I understand the reasoning behind loops on the GPU not working well after wondering why some example code worked so badly, and also, why some CL example code was written in a way that avoided that. I wouldn't mind that rundown though, because I'm curious about more specifics.

Sometimes I don't really know if I think CL makes sense as a language in and of itself, using it on the CPU, but +1.0 updates have introduced more functionality, and made it more user friendly.

benoitlahoz's picture
Re: OpenCL : output array length.

Wow ! Getting back from a week-end without any computers I discover your posts... Sometimes a little hard to understand for me, but Chris + Vade posts made me gain 5 fps :-)

I'm worst than a newbie, and I'm sorry for the stupid mistakes I'm making ! But I'm learning a lot with you all.

Thank you !

M.Oostrik's picture
Re: OpenCL : output array length: the Plugin

Nice discussion!

I wanted to see how much this would speed up things. So i recreated the plugin based on all the comments.

It took me some time (i'm not very experienced in the whole objective C thing) And I want to save other people the trouble, so here it is.

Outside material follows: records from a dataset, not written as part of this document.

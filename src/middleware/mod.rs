pub mod auth;
pub mod response;

pub use auth::{Authorized, Authorizer, RoutePermission};
pub use response::{ApiResponse, ApiResult, ResponseOk};
// handlers/users.rs - /v1/users handlers

use axum::extract::{Path, State};

use crate::api::models::{CreateUserRequest, UpdateUserRequest, User};
use crate::api::translate::{BackendResultExt, NO_RULES};
use crate::api::{Collection, IdPath, JsonBody, PagingRequest};
use crate::auth::Role;
use crate::backend::{proto, BackendClient};
use crate::error::ApiError;
use crate::middleware::auth::{CreateUser, DeleteUser, UpdateUser};
use crate::middleware::{ApiResponse, ApiResult, Authorized, ResponseOk};

/// POST /v1/users
pub async fn create(
    auth: Authorized<CreateUser>,
    State(backend): State<BackendClient>,
    JsonBody(req): JsonBody<CreateUserRequest>,
) -> ApiResult<User> {
    tracing::debug!(admin_id = auth.payload.subject_id, email = %req.email, "creating user");

    let user = backend
        .users()
        .create(proto::User {
            first_name: req.first_name,
            last_name: req.last_name,
            phone_number: req.phone_number.unwrap_or_default(),
            email: req.email,
            gender: req.gender.unwrap_or_default(),
            password: req.password,
            username: req.username.unwrap_or_default(),
            profile_image_url: req.profile_image_url.unwrap_or_default(),
            user_type: req.user_type.as_str().to_string(),
            ..Default::default()
        })
        .await
        .or_api_error("users.create", NO_RULES)?;

    Ok(ApiResponse::created(user.into()))
}

/// GET /v1/users/:id
pub async fn get(State(backend): State<BackendClient>, IdPath(id): IdPath) -> ApiResult<User> {
    let user = backend
        .users()
        .get(proto::GetUserRequest { id })
        .await
        .or_api_error("users.get", NO_RULES)?;

    Ok(ApiResponse::ok(user.into()))
}

/// GET /v1/users/email/:email
pub async fn get_by_email(State(backend): State<BackendClient>, Path(email): Path<String>) -> ApiResult<User> {
    let user = backend
        .users()
        .get_by_email(proto::GetByEmailRequest { email })
        .await
        .or_api_error("users.get_by_email", NO_RULES)?;

    Ok(ApiResponse::ok(user.into()))
}

/// GET /v1/users
pub async fn list(State(backend): State<BackendClient>, paging: PagingRequest) -> ApiResult<Collection<User>> {
    let page = backend
        .users()
        .get_all(proto::GetAllUsersRequest {
            limit: paging.limit,
            page: paging.page,
            search: paging.search,
        })
        .await
        .or_api_error("users.get_all", NO_RULES)?;

    Ok(ApiResponse::ok(Collection::from_backend("users", page.users, page.count)))
}

/// PUT /v1/users/:id
///
/// Admins may update any account, everyone else only their own.
pub async fn update(
    auth: Authorized<UpdateUser>,
    State(backend): State<BackendClient>,
    IdPath(id): IdPath,
    JsonBody(req): JsonBody<UpdateUserRequest>,
) -> ApiResult<User> {
    if auth.payload.role != Role::Admin && auth.payload.subject_id != id {
        tracing::warn!(user_id = auth.payload.subject_id, target_id = id, "update of another account denied");
        return Err(ApiError::forbidden("cannot update another user's account"));
    }

    let user = backend
        .users()
        .update(proto::User {
            id,
            first_name: req.first_name,
            last_name: req.last_name,
            phone_number: req.phone_number.unwrap_or_default(),
            gender: req.gender.unwrap_or_default(),
            username: req.username.unwrap_or_default(),
            profile_image_url: req.profile_image_url.unwrap_or_default(),
            ..Default::default()
        })
        .await
        .or_api_error("users.update", NO_RULES)?;

    Ok(ApiResponse::ok(user.into()))
}

/// DELETE /v1/users/:id
pub async fn delete(
    _auth: Authorized<DeleteUser>,
    State(backend): State<BackendClient>,
    IdPath(id): IdPath,
) -> ApiResult<ResponseOk> {
    backend
        .users()
        .delete(proto::GetUserRequest { id })
        .await
        .or_api_error("users.delete", NO_RULES)?;

    Ok(ApiResponse::ok(ResponseOk::success()))
}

The plugin is about 10 times faster then a javascript patch with the same functionality (see example) It would be nice to see the plain C implementation George is talking about.

Cheers!

p.s. I changed the code a little bit so it would respond to 1 instead of non zero values, because this better suited my needs.

PreviewAttachmentSize
WisOne.zip20.94 KB

benoitlahoz's picture
Re: OpenCL : output array length: the Plugin

Wow ! Great and very elegant !

Thank you Mathias !

monobrau's picture
Re: OpenCL : output array length: the Plugin

Wow great stuff! Thanks for sharing!!!!